Tuesday 24 May 2016

States told to withdraw tobacco packs without 85 per cent pictorial warning

The Centre has set May 31 deadline for the States and Union Territories to withdraw from the market tobacco products whose 85 per cent packaging space is not covered with pictorial warning.

A communiqué from the Tobacco Control Division of Union Ministry of Health and Family Welfare, New Delhi, dated May 20, 2015, has requested the Chief Secretaries of all States and Union Territories to take steps for strict enforcement of the new rules on pictorial warnings.

The Pictorial Warning Rules under Cigarettes and Other Tobacco Products (Prohibition of Advertisement and Regulation of Trade and Commerce, Production, Supply and Distribution) Act (COTPA) 2003 had come into force from April 1, 2016. The communiqué said that packages not compliant with the new rules be allowed for sale “only by printing, pasting or affixing the new warnings thereon covering 85 per cent of the principal display area.”
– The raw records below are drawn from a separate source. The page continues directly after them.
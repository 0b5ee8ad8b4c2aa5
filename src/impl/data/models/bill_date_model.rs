use chrono::{NaiveDate, NaiveDateTime};
use serde::Deserialize;
use serde_json::Value;
use tracing::warn;

const DATE_FORMATS: [&str; 4] = ["%Y-%m-%d", "%d-%m-%Y", "%d/%m/%Y", "%d-%b-%Y"];
const DATE_TIME_FORMATS: [&str; 2] = ["%Y-%m-%dT%H:%M:%S%.f", "%Y-%m-%d %H:%M:%S%.f"];

/// Bill date of a ledger row. Dates are informational only (rows arrive
/// already in chronological order), so unreadable values are logged and
/// dropped instead of rejecting the whole row set.
#[derive(Debug, Default, Clone, Copy, PartialEq, Eq)]
pub(crate) struct BillDateModel(pub Option<NaiveDate>);

impl BillDateModel {
    pub(crate) fn from_raw(raw: &str) -> Self {
        let raw = raw.trim();
        if raw.is_empty() {
            return Self(None);
        }
        let parsed = DATE_FORMATS
            .iter()
            .find_map(|f| NaiveDate::parse_from_str(raw, f).ok())
            .or_else(|| {
                DATE_TIME_FORMATS
                    .iter()
                    .find_map(|f| NaiveDateTime::parse_from_str(raw, f).ok())
                    .map(|dt| dt.date())
            });
        if parsed.is_none() {
            warn!(raw, "unreadable bill date ignored");
        }
        Self(parsed)
    }
}

impl<'de> Deserialize<'de> for BillDateModel {
    fn deserialize<D>(deserializer: D) -> Result<BillDateModel, D::Error>
    where
        D: serde::Deserializer<'de>,
    {
        Ok(match Value::deserialize(deserializer)? {
            Value::String(s) => Self::from_raw(&s),
            _ => Self::default(),
        })
    }
}

impl Into<Option<NaiveDate>> for BillDateModel {
    fn into(self) -> Option<NaiveDate> {
        self.0
    }
}

#[cfg(test)]
mod tests {
    use super::*;

    #[test]
    fn accepts_common_back_office_formats() {
        let expected = NaiveDate::from_ymd_opt(2024, 4, 1);
        assert_eq!(BillDateModel::from_raw("2024-04-01").0, expected);
        assert_eq!(BillDateModel::from_raw("01-04-2024").0, expected);
        assert_eq!(BillDateModel::from_raw("01/04/2024").0, expected);
        assert_eq!(BillDateModel::from_raw("01-Apr-2024").0, expected);
        assert_eq!(BillDateModel::from_raw("2024-04-01T00:00:00").0, expected);
        assert_eq!(BillDateModel::from_raw("2024-04-01 10:15:00.000").0, expected);
        assert_eq!(BillDateModel::from_raw("someday").0, None);
        assert_eq!(BillDateModel::from_raw("  ").0, None);
    }
}
use std::collections::BTreeMap;

use rust_decimal::Decimal;
use serde_derive::{Deserialize, Serialize};

/// How a row's extracted key is normalized before any mapping is applied.
#[derive(Debug, Clone, Copy, PartialEq, Eq, Default, Serialize, Deserialize)]
pub enum KeyCleaning {
    #[default]
    AsIs,
    /// Strip leading and trailing `*` marker characters (and surrounding
    /// whitespace).
    StripMarkers,
}

#[derive(Debug, Clone, Copy, PartialEq, Eq, Default, Serialize, Deserialize)]
pub enum ValueTransform {
    #[default]
    Signed,
    Absolute,
}

/// Treatment of keys that are not listed in `merge_map`.
#[derive(Debug, Clone, Copy, PartialEq, Eq, Default, Serialize, Deserialize)]
pub enum UnmappedKeys {
    /// One independent entry per row, never deduplicated.
    #[default]
    PerRow,
    /// Rows sharing a label are summed into a single bucket.
    Accumulate,
}

/// Configuration of a single category breakdown. Key and value extraction
/// are supplied by the caller; everything else lives here so that call sites
/// can be declared as data (and loaded from RON).
#[derive(Debug, Clone, PartialEq, Eq, Default, Serialize, Deserialize)]
#[serde(default)]
pub struct AggregationConfig {
    pub key_cleaning: KeyCleaning,
    /// Raw key -> canonical label. Labels reached through this map always
    /// accumulate.
    pub merge_map: BTreeMap<String, String>,
    /// Raw key -> display label, without forcing accumulation.
    pub label_map: BTreeMap<String, String>,
    pub unmapped: UnmappedKeys,
    pub accumulated_value: ValueTransform,
    pub per_row_value: ValueTransform,
    /// Labels pinned to the head of the output, in this order.
    pub priority_order: Vec<String>,
}

#[derive(Debug, Clone, PartialEq, Eq, Serialize)]
pub struct CategoryBucket<T> {
    pub label: String,
    pub total: Decimal,
    pub members: Vec<T>,
}

#[derive(Debug, Clone, PartialEq, Eq, Serialize, Deserialize)]
pub struct ExpenseLine {
    pub label: String,
    pub amount: Decimal,
}

// --

impl AggregationConfig {
    pub fn new() -> Self {
        Self::default()
    }

    pub fn strip_markers(mut self) -> Self {
        self.key_cleaning = KeyCleaning::StripMarkers;
        self
    }

    pub fn merge<I, K>(mut self, keys: I, label: &str) -> Self
    where
        I: IntoIterator<Item = K>,
        K: Into<String>,
    {
        self.merge_map
            .extend(keys.into_iter().map(|k| (k.into(), label.to_string())));
        self
    }

    pub fn label(mut self, key: impl Into<String>, label: impl Into<String>) -> Self {
        self.label_map.insert(key.into(), label.into());
        self
    }

    pub fn accumulate_unmapped(mut self) -> Self {
        self.unmapped = UnmappedKeys::Accumulate;
        self
    }

    pub fn accumulated_value(mut self, transform: ValueTransform) -> Self {
        self.accumulated_value = transform;
        self
    }

    pub fn per_row_value(mut self, transform: ValueTransform) -> Self {
        self.per_row_value = transform;
        self
    }

    pub fn priority<I, L>(mut self, labels: I) -> Self
    where
        I: IntoIterator<Item = L>,
        L: Into<String>,
    {
        self.priority_order = labels.into_iter().map(Into::into).collect();
        self
    }
}

impl KeyCleaning {
    pub fn apply<'k>(&self, key: &'k str) -> &'k str {
        match self {
            KeyCleaning::AsIs => key,
            KeyCleaning::StripMarkers => key.trim().trim_matches('*').trim(),
        }
    }
}

impl ValueTransform {
    pub fn apply(&self, value: Decimal) -> Decimal {
        match self {
            ValueTransform::Signed => value,
            ValueTransform::Absolute => value.abs(),
        }
    }
}

impl<T> From<&CategoryBucket<T>> for ExpenseLine {
    fn from(bucket: &CategoryBucket<T>) -> Self {
        ExpenseLine {
            label: bucket.label.clone(),
            amount: bucket.total,
        }
    }
}

impl ExpenseLine {
    pub fn new(label: impl Into<String>, amount: Decimal) -> Self {
        Self {
            label: label.into(),
            amount,
        }
    }
}

/// Display total of a breakdown: every line contributes its absolute value,
/// regardless of whether the breakdown kept signs.
pub fn abs_total(lines: &[ExpenseLine]) -> Decimal {
    lines.iter().map(|l| l.amount.abs()).sum()
}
Referring to continued sale of cigarette packets bearing a pictorial warning only on 40 per cent of the display area, U.S. Vishal Rao, member of Karnataka Government’s High Power Committee on Tobacco Control, told The Hindu that cigarette manufacturers were “misleading the public”.

Though the Union Health Ministry’s notification on the larger size of pictorial warning was issued in September last year to come into force from April 1, the cigarette manufacturers continued to mislead the public by restricting the warning to 40 per cent of the display space on one side. “The rest of the space, 60 per cent on one side and 100 per cent on the other, continues to be an advertisement,” he said.

Dr. Rao also said the stores had been directed to display the product in such a manner that the side of the cigarette packet without warning faces the public.

Meanwhile, most cigarettes packs available in Mysuru not only bore a pictorial warning that was restricted to just 40 per cent of the display area on one side, but also a packaging date that was prior to April 1, 2016, when the law on larger pictorial warning came into force.

Though wholesale cigarette dealers, speaking on condition of anonymity, said they did not possess any pack packaged prior to April 1, they did not rule out the possibility of retail shops and stores continuing to sell old stock.